Говоря языком современности, Столыпин представлял ту политику, которую принято называть «левой политикой правыми руками». В ней есть хорошая сторона; ей не грозят вредные увлечения; но в ней была и опасность. Идеи «личных» прав, свободы, равенства, без которых весь правовой порядок может оказаться «великою ложью», были для Столыпина второстепенными; у него часто не хватало чутья, чтобы замечать то, что в действиях его им противоречило.

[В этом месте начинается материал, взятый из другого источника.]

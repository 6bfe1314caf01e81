//! Transport abstraction
//!
//! The seam between the driver and the platform's serial layer. The driver
//! only ever resolves, opens, configures and tears down ports through these
//! traits, so it runs unchanged against real hardware or in memory.

use serialport::{DataBits, Parity, StopBits};
use std::fmt;
use std::io::{self, Read, Write};
use std::time::Duration;

/// A port name the transport has confirmed it can open
#[derive(Debug, Clone, PartialEq, Eq, Hash)]
pub struct PortId {
    name: String,
}

impl PortId {
    /// Wrap a resolved port name
    pub fn new(name: impl Into<String>) -> Self {
        Self { name: name.into() }
    }

    /// The port name
    pub fn name(&self) -> &str {
        &self.name
    }
}

impl fmt::Display for PortId {
    fn fmt(&self, f: &mut fmt::Formatter<'_>) -> fmt::Result {
        f.write_str(&self.name)
    }
}

/// Line format applied right after a port is opened
#[derive(Debug, Clone, Copy, PartialEq, Eq)]
pub struct LineSettings {
    /// Line speed
    pub baud_rate: u32,
    /// Bits per character
    pub data_bits: DataBits,
    /// Stop bits per character
    pub stop_bits: StopBits,
    /// Parity checking
    pub parity: Parity,
}

impl LineSettings {
    /// Standard 8N1 format the CUL firmware uses, at the given baud rate
    pub fn cul(baud_rate: u32) -> Self {
        Self {
            baud_rate,
            data_bits: DataBits::Eight,
            stop_bits: StopBits::One,
            parity: Parity::None,
        }
    }
}

/// Platform serial layer
pub trait Transport: Send + Sync {
    /// Names of every serial port currently visible
    fn available_ports(&self) -> Vec<String>;

    /// Resolve a port name, or `None` if the transport does not know it
    fn resolve(&self, name: &str) -> Option<PortId>;

    /// Acquire the port exclusively on behalf of `owner`
    fn open(&self, port: &PortId, owner: &str, timeout: Duration)
        -> io::Result<Box<dyn SerialLink>>;
}

/// An opened port
pub trait SerialLink: Send {
    /// Apply baud rate and line format
    fn configure(&mut self, settings: &LineSettings) -> io::Result<()>;

    /// Byte stream from the stick
    fn input_stream(&mut self) -> io::Result<Box<dyn Read + Send>>;

    /// Byte stream to the stick
    fn output_stream(&mut self) -> io::Result<Box<dyn Write + Send>>;

    /// Drop any data-available listener attached to the port
    fn remove_event_listener(&mut self) {}

    /// Release the port
    fn close(&mut self) -> io::Result<()>;
}
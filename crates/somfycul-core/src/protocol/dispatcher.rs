//! Throttled, exclusive write path
//!
//! All writes on one connection go through its gate. Holding the gate covers
//! the throttle check, the wait, the write and the timestamp update, so
//! writes never interleave and completed writes are always at least
//! [`MIN_COMMAND_SPACING`](super::MIN_COMMAND_SPACING) apart.

use std::io::{self, Write};
use tokio::runtime::{Handle, RuntimeFlavor};
use tokio::time::{sleep_until, Instant};
use tokio_util::sync::CancellationToken;
use tracing::{debug, error};

use super::connection::ConnectionHandle;
use super::CulError;

/// Run a blocking write without stalling other tasks on a multi-threaded runtime
fn run_blocking<R>(f: impl FnOnce() -> R) -> R {
    match Handle::try_current().map(|h| h.runtime_flavor()) {
        Ok(RuntimeFlavor::MultiThread) => tokio::task::block_in_place(f),
        _ => f(),
    }
}

fn write_line(output: &mut (dyn Write + Send), message: &str) -> io::Result<()> {
    let mut line = Vec::with_capacity(message.len() + 1);
    line.extend_from_slice(message.as_bytes());
    line.push(b'\n');
    output.write_all(&line)?;
    output.flush()
}

impl ConnectionHandle {
    /// Send one line to the stick.
    ///
    /// Returns `true` once the line has been written and flushed. Failures
    /// are logged; the connection stays open either way.
    pub async fn send(&self, message: &str) -> bool {
        self.send_with_cancel(message, &self.shutdown).await
    }

    /// Like [`send`](Self::send), but gives up without writing if `cancel`
    /// fires while waiting for the throttle
    pub async fn send_with_cancel(&self, message: &str, cancel: &CancellationToken) -> bool {
        match self.try_send(message, cancel).await {
            Ok(()) => true,
            Err(e @ CulError::Cancelled { .. }) => {
                debug!("{}", e);
                false
            }
            Err(e) => {
                error!("{}", e);
                false
            }
        }
    }

    /// Send one line, reporting why it failed
    pub async fn try_send(
        &self,
        message: &str,
        cancel: &CancellationToken,
    ) -> Result<(), CulError> {
        debug!("Trying to write '{}' to serial port {}", message, self.port_name);
        let mut link = self.link.lock().await;

        if link.output.is_none() || self.shutdown.is_cancelled() {
            return Err(CulError::Closed(self.port_name.clone()));
        }

        if let Some(last) = link.last_send {
            let earliest = last + self.spacing;
            if Instant::now() < earliest {
                tokio::select! {
                    biased;
                    _ = cancel.cancelled() => {
                        return Err(self.cancelled(message));
                    }
                    _ = self.shutdown.cancelled() => {
                        return Err(self.cancelled(message));
                    }
                    _ = sleep_until(earliest) => {}
                }
            }
        }

        let output = link
            .output
            .as_mut()
            .ok_or_else(|| CulError::Closed(self.port_name.clone()))?;

        run_blocking(|| write_line(&mut **output, message)).map_err(|source| {
            CulError::Write {
                message: message.to_string(),
                port: self.port_name.clone(),
                source,
            }
        })?;

        link.last_send = Some(Instant::now());
        Ok(())
    }

    fn cancelled(&self, message: &str) -> CulError {
        CulError::Cancelled {
            message: message.to_string(),
            port: self.port_name.clone(),
        }
    }
}

#[cfg(test)]
mod tests {
    use super::*;
    use crate::config::DeviceConfig;
    use crate::protocol::{ConnectionManager, MemoryTransport, MIN_COMMAND_SPACING};
    use std::sync::Arc;
    use std::time::Duration;

    fn open(transport: &MemoryTransport) -> ConnectionHandle {
        ConnectionManager::new(Arc::new(transport.clone()))
            .open(&DeviceConfig::new("COM3", 9600))
            .unwrap()
    }

    #[tokio::test(start_paused = true)]
    async fn test_first_send_is_immediate() {
        let transport = MemoryTransport::with_ports(["COM3"]);
        let handle = open(&transport);
        let start = Instant::now();

        assert!(handle.send("YsA1100myRollingmyAddr").await);
        assert_eq!(start.elapsed(), Duration::ZERO);
        assert_eq!(transport.received(), b"YsA1100myRollingmyAddr\n".to_vec());
        assert_eq!(handle.last_send().await, Some(start));
    }

    #[tokio::test(start_paused = true)]
    async fn test_second_send_waits_out_spacing() {
        let transport = MemoryTransport::with_ports(["COM3"]);
        let handle = open(&transport);
        let t0 = Instant::now();

        assert!(handle.send("YsA1100myRollingmyAddr").await);
        tokio::time::advance(Duration::from_millis(50)).await;
        assert!(handle.send("YsA1100myRollingmyAddr").await);

        assert_eq!(t0.elapsed(), MIN_COMMAND_SPACING);
        let writes = transport.writes();
        assert_eq!(writes.len(), 2);
        assert_eq!(writes[1].at - writes[0].at, MIN_COMMAND_SPACING);
    }

    #[tokio::test(start_paused = true)]
    async fn test_no_wait_after_spacing_elapsed() {
        let transport = MemoryTransport::with_ports(["COM3"]);
        let handle = open(&transport);

        assert!(handle.send("a").await);
        tokio::time::advance(Duration::from_millis(250)).await;
        let before = Instant::now();
        assert!(handle.send("b").await);
        assert_eq!(before.elapsed(), Duration::ZERO);
    }

    #[tokio::test(start_paused = true)]
    async fn test_cancelled_wait_writes_nothing() {
        let transport = MemoryTransport::with_ports(["COM3"]);
        let handle = Arc::new(open(&transport));
        assert!(handle.send("first").await);
        let first_sent = handle.last_send().await;

        let cancel = CancellationToken::new();
        let task = {
            let handle = Arc::clone(&handle);
            let cancel = cancel.clone();
            tokio::spawn(async move { handle.send_with_cancel("second", &cancel).await })
        };
        tokio::task::yield_now().await;
        cancel.cancel();

        assert!(!task.await.unwrap());
        assert_eq!(transport.writes().len(), 1);
        assert_eq!(handle.last_send().await, first_sent);

        // The gate was released.
        assert!(handle.send("third").await);
    }

    #[tokio::test(start_paused = true)]
    async fn test_send_after_close_fails() {
        let transport = MemoryTransport::with_ports(["COM3"]);
        let handle = open(&transport);
        handle.close().await;

        let err = handle
            .try_send("late", &CancellationToken::new())
            .await
            .unwrap_err();
        assert!(matches!(err, CulError::Closed(port) if port == "COM3"));
        assert!(transport.writes().is_empty());
    }

    #[tokio::test(start_paused = true)]
    async fn test_close_cancels_throttled_send() {
        let transport = MemoryTransport::with_ports(["COM3"]);
        let handle = Arc::new(open(&transport));
        assert!(handle.send("first").await);

        let task = {
            let handle = Arc::clone(&handle);
            tokio::spawn(async move { handle.send("second").await })
        };
        tokio::task::yield_now().await;
        handle.close().await;

        assert!(!task.await.unwrap());
        assert_eq!(transport.writes().len(), 1);
        assert_eq!(transport.close_count(), 1);
    }

    #[tokio::test(start_paused = true)]
    async fn test_write_error_names_message_and_port() {
        let transport = MemoryTransport::with_ports(["COM3"]);
        let handle = open(&transport);
        transport.fail_next_writes(1);

        let err = handle
            .try_send("YsA1200AB12", &CancellationToken::new())
            .await
            .unwrap_err();
        let text = err.to_string();
        assert!(text.contains("YsA1200AB12"));
        assert!(text.contains("COM3"));
        assert_eq!(handle.last_send().await, None);
    }
}
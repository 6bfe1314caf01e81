//! CUL stick handler
//!
//! Glue between a host and one stick: validates configuration, owns the
//! connection, maps failures to status updates and turns Somfy commands into
//! throttled writes.

use std::sync::{Arc, Mutex, MutexGuard, PoisonError};
use tracing::{debug, error, info};

use crate::config::CulConfig;
use crate::protocol::{
    ConnectionHandle, ConnectionManager, CulCommand, CulError, SomfyCommand, Transport,
};
use crate::status::{ConnectionState, StatusDetail, StatusReporter};

/// Drives one CUL stick on behalf of a host
///
/// Holds at most one open connection. All methods take `&self`, so a handler
/// can be shared behind an [`Arc`] between tasks.
pub struct CulHandler {
    config: CulConfig,
    manager: ConnectionManager,
    reporter: Arc<dyn StatusReporter>,
    state: Mutex<ConnectionState>,
    connection: Mutex<Option<Arc<ConnectionHandle>>>,
}

fn lock<T>(mutex: &Mutex<T>) -> MutexGuard<'_, T> {
    mutex.lock().unwrap_or_else(PoisonError::into_inner)
}

impl CulHandler {
    /// Handler for `config`; nothing is opened until [`initialize`](Self::initialize)
    pub fn new(
        config: CulConfig,
        transport: Arc<dyn Transport>,
        reporter: Arc<dyn StatusReporter>,
    ) -> Self {
        Self {
            config,
            manager: ConnectionManager::new(transport),
            reporter,
            state: Mutex::new(ConnectionState::Uninitialized),
            connection: Mutex::new(None),
        }
    }

    /// Configuration as supplied by the host
    pub fn config(&self) -> &CulConfig {
        &self.config
    }

    /// Current connection state
    pub fn state(&self) -> ConnectionState {
        lock(&self.state).clone()
    }

    /// The open connection, if initialization succeeded
    pub fn connection(&self) -> Option<Arc<ConnectionHandle>> {
        lock(&self.connection).clone()
    }

    /// Validate the configuration and open the port.
    ///
    /// Reports `Online` on success and `Offline` with the cause otherwise.
    /// A connection left over from an earlier call is closed first.
    pub async fn initialize(&self) -> Result<(), CulError> {
        debug!("Start initializing!");
        self.close_connection().await;

        let opened = self.config.validate().and_then(|device| {
            info!("got port: {}", device.port());
            self.manager.open(&device)
        });

        match opened {
            Ok(handle) => {
                *lock(&self.connection) = Some(Arc::new(handle));
                self.set_state(ConnectionState::Online);
                debug!("Finished initializing!");
                Ok(())
            }
            Err(e) => {
                let detail = e
                    .status_detail()
                    .unwrap_or(StatusDetail::CommunicationError);
                if detail == StatusDetail::CommunicationError {
                    error!("Failed to initialize CUL stick: {}", e);
                }
                self.set_state(ConnectionState::offline(detail, e.to_string()));
                Err(e)
            }
        }
    }

    /// Send `command` to the actuator at `address`.
    ///
    /// The rolling code is used as given; keeping it increasing is up to the
    /// caller. Returns `true` if the stick accepted the line.
    pub async fn execute_command(
        &self,
        target_label: &str,
        command: SomfyCommand,
        rolling_code: &str,
        address: &str,
    ) -> bool {
        let cul_command = CulCommand::new(command, rolling_code, address).encode();
        info!("Send message {} for thing {}", cul_command, target_label);
        self.send_line(&cul_command).await
    }

    /// Write an already encoded line through the throttled write path
    pub async fn send_line(&self, line: &str) -> bool {
        match self.connection() {
            Some(connection) => connection.send(line).await,
            None => {
                error!("Cannot send '{}': {}", line, CulError::NotInitialized);
                false
            }
        }
    }

    /// Close the port and return to `Uninitialized`
    pub async fn dispose(&self) {
        self.close_connection().await;
        *lock(&self.state) = ConnectionState::Uninitialized;
    }

    async fn close_connection(&self) {
        let previous = lock(&self.connection).take();
        if let Some(connection) = previous {
            connection.close().await;
        }
    }

    fn set_state(&self, state: ConnectionState) {
        *lock(&self.state) = state.clone();
        self.reporter.update_status(&state);
    }
}
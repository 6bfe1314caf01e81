//! CUL stick configuration
//!
//! Host configuration is read as JSON:
//!
//! ```json
//! { "port": "/dev/ttyACM0", "baudrate": 9600 }
//! ```

use serde::{Deserialize, Serialize};
use std::fs;
use std::path::Path;

use crate::protocol::{CulError, DEFAULT_BAUD_RATE};

fn default_baud_rate() -> u32 {
    DEFAULT_BAUD_RATE
}

/// Configuration as supplied by the host, not yet validated
#[derive(Debug, Clone, PartialEq, Eq, Serialize, Deserialize)]
pub struct CulConfig {
    /// Serial port the stick is attached to
    #[serde(default)]
    pub port: Option<String>,
    /// Line speed, 9600 when absent
    #[serde(default = "default_baud_rate")]
    pub baudrate: u32,
}

impl Default for CulConfig {
    fn default() -> Self {
        Self {
            port: None,
            baudrate: DEFAULT_BAUD_RATE,
        }
    }
}

impl CulConfig {
    /// Configuration for `port` at `baudrate`
    pub fn new(port: impl Into<String>, baudrate: u32) -> Self {
        Self {
            port: Some(port.into()),
            baudrate,
        }
    }

    /// Parse a JSON document
    pub fn from_json_str(json: &str) -> Result<Self, CulError> {
        Ok(serde_json::from_str(json)?)
    }

    /// Read and parse a JSON file
    pub fn from_file(path: impl AsRef<Path>) -> Result<Self, CulError> {
        let content = fs::read_to_string(path)?;
        Self::from_json_str(&content)
    }

    /// Check the configuration and freeze it
    pub fn validate(&self) -> Result<DeviceConfig, CulError> {
        let port = match self.port.as_deref().map(str::trim) {
            Some(port) if !port.is_empty() => port,
            _ => return Err(CulError::Configuration("Port must be set!".to_string())),
        };
        if self.baudrate == 0 {
            return Err(CulError::Configuration(
                "Baud rate must be greater than zero!".to_string(),
            ));
        }
        Ok(DeviceConfig::new(port, self.baudrate))
    }
}

/// Validated, immutable connection parameters
#[derive(Debug, Clone, PartialEq, Eq)]
pub struct DeviceConfig {
    port: String,
    baud_rate: u32,
}

impl DeviceConfig {
    /// Parameters taken as given, without validation
    pub fn new(port: impl Into<String>, baud_rate: u32) -> Self {
        Self {
            port: port.into(),
            baud_rate,
        }
    }

    /// Serial port name
    pub fn port(&self) -> &str {
        &self.port
    }

    /// Line speed in baud
    pub fn baud_rate(&self) -> u32 {
        self.baud_rate
    }
}
//! Process-wide serial port allow-list
//!
//! Transports only resolve device paths they can enumerate, plus the names
//! registered here. Every open registers its port name first, so a stick
//! behind a udev symlink (`/dev/serial/by-id/...`) or an unusual device node
//! stays reachable.

use once_cell::sync::Lazy;
use std::collections::BTreeSet;
use std::sync::{Mutex, MutexGuard, PoisonError};

static GLOBAL: Lazy<PortRegistry> = Lazy::new(PortRegistry::new);

/// Lock-guarded set of port names
#[derive(Debug, Default)]
pub struct PortRegistry {
    names: Mutex<BTreeSet<String>>,
}

impl PortRegistry {
    /// Create an empty registry
    pub fn new() -> Self {
        Self::default()
    }

    /// The registry shared by every connection in this process
    pub fn global() -> &'static PortRegistry {
        &GLOBAL
    }

    /// Add a port name. Returns `true` if the name was not registered yet.
    pub fn add(&self, name: &str) -> bool {
        let mut names = self.lock();
        if names.contains(name) {
            return false;
        }
        names.insert(name.to_string())
    }

    /// Whether `name` has been registered
    pub fn contains(&self, name: &str) -> bool {
        self.lock().contains(name)
    }

    /// Registered names, sorted
    pub fn names(&self) -> Vec<String> {
        self.lock().iter().cloned().collect()
    }

    /// Registered names joined with `:`
    pub fn to_property_string(&self) -> String {
        self.names().join(":")
    }

    fn lock(&self) -> MutexGuard<'_, BTreeSet<String>> {
        // The set stays consistent even if a holder panicked.
        self.names.lock().unwrap_or_else(PoisonError::into_inner)
    }
}
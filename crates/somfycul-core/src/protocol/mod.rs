//! CUL stick communication
//!
//! Encodes Somfy RTS commands for the CUL firmware and writes them to the
//! stick over a serial line, one command every [`MIN_COMMAND_SPACING`].

pub mod commands;
mod connection;
mod dispatcher;
mod error;
pub mod memory;
pub mod registry;
pub mod serial;
pub mod transport;

pub use commands::{encode, CulCommand, SomfyCommand};
pub use connection::{ConnectionHandle, ConnectionManager};
pub use error::CulError;
pub use memory::{LinkEvent, MemoryTransport, RecordedWrite};
pub use registry::PortRegistry;
pub use serial::{list_ports, PortInfo, SerialPortTransport};
pub use transport::{LineSettings, PortId, SerialLink, Transport};

use std::time::Duration;

/// Default baud rate of a CUL stick
pub const DEFAULT_BAUD_RATE: u32 = 9600;

/// Minimum gap between two completed writes to the stick
pub const MIN_COMMAND_SPACING: Duration = Duration::from_millis(100);

/// How long `open` may wait to acquire the port
pub const OPEN_TIMEOUT: Duration = Duration::from_millis(2000);

/// Upper bound for a single blocking write on a real port
pub const WRITE_TIMEOUT: Duration = Duration::from_millis(1000);

/// Owner tag passed to the transport when a port is acquired
pub const OWNER_TAG: &str = "somfycul";
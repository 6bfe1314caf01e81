//! Driver errors

use std::io;
use thiserror::Error;

use crate::status::StatusDetail;

/// Errors that can occur while talking to a CUL stick
#[derive(Error, Debug)]
pub enum CulError {
    /// Configuration is missing or invalid
    #[error("{0}")]
    Configuration(String),

    #[error(
        "Serial port '{port}' could not be found. Available ports are:\n{}",
        port_list(.available)
    )]
    PortNotFound {
        /// Configured port name
        port: String,
        /// Every port visible when the open failed
        available: Vec<String>,
    },

    /// Opening or configuring the port failed
    #[error("An error occurred while initializing the CUL connection: {0}")]
    Communication(String),

    /// A line could not be written or flushed
    #[error("Error writing '{message}' to serial port {port}: {source}")]
    Write {
        /// Line that was being sent
        message: String,
        /// Port it was sent to
        port: String,
        /// Underlying I/O failure
        #[source]
        source: io::Error,
    },

    /// The throttle wait was cancelled before the write
    #[error("Sending '{message}' to serial port {port} was cancelled")]
    Cancelled {
        /// Line that was not sent
        message: String,
        /// Port it was meant for
        port: String,
    },

    /// The connection has been closed
    #[error("Serial port {0} is closed")]
    Closed(String),

    /// No connection has been opened yet
    #[error("CUL stick is not initialized")]
    NotInitialized,

    /// Command name does not match any RTS control code
    #[error("Unknown Somfy command: {0}")]
    UnknownCommand(String),

    /// Configuration document is not valid JSON
    #[error("Invalid configuration: {0}")]
    InvalidConfig(#[from] serde_json::Error),

    /// Reading configuration or another local resource failed
    #[error("I/O error: {0}")]
    IoError(#[from] io::Error),
}

impl CulError {
    /// Status detail reported to the host when this error takes the stick offline.
    ///
    /// Only connection-level failures map to a detail; write failures and
    /// cancellations stay local to the caller.
    pub fn status_detail(&self) -> Option<StatusDetail> {
        match self {
            CulError::Configuration(_) | CulError::InvalidConfig(_) => {
                Some(StatusDetail::ConfigurationError)
            }
            CulError::PortNotFound { .. } | CulError::Communication(_) | CulError::IoError(_) => {
                Some(StatusDetail::CommunicationError)
            }
            _ => None,
        }
    }
}

fn port_list(ports: &[String]) -> String {
    ports.iter().map(|p| format!("{p}\n")).collect()
}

Это было тем опаснее, что свои цели он преследовал всегда с непреклонной настойчивостью. В основе их была не только сильная воля, которая перед трудностями не отступает, но и доля упрямства, которое боится уступок и ошибок признавать не желает. Исключительно сильные люди, как Бисмарк, умели уступать, когда это было полезно, забывая о своем самолюбии. Столыпин же любил идти напролом, не отыскивая линии наименьшего сопротивления, не смущаясь, что плодил этим лишних врагов и открывал слабые места для попаданий. У него было пристрастие к тем «эффектам», которые обывателей с толку сбивают (он называл их действие «шоком»). Он не умел целей своих достигать незаметно, «под хлороформом», по выражению Витте, в чем была главная сила этого гениального практика. Столыпин не хотел считаться с тем, что таким образом действий иногда наносил удар тем мерам, которые хотел провести; это ярко сказалось на ненужном и болезненном кризисе в связи с западным земством.
Такая тактика была слабою стороной Столыпина, особенно как представителя конституционной Монархии, обязанной сообразоваться с признанной ей самой государственной силой, т. е. с организованным в «представительство» общественным мнением. Оно затрудняло взаимное его понимание с ним. Но противоречия между словами и делом Столыпина общественность слишком упрощенно объясняла его лицемерием; так и Витте писал про него, будто «честным человеком он был лишь до тех пор, пока власть не помутила ему разум и душу»[10].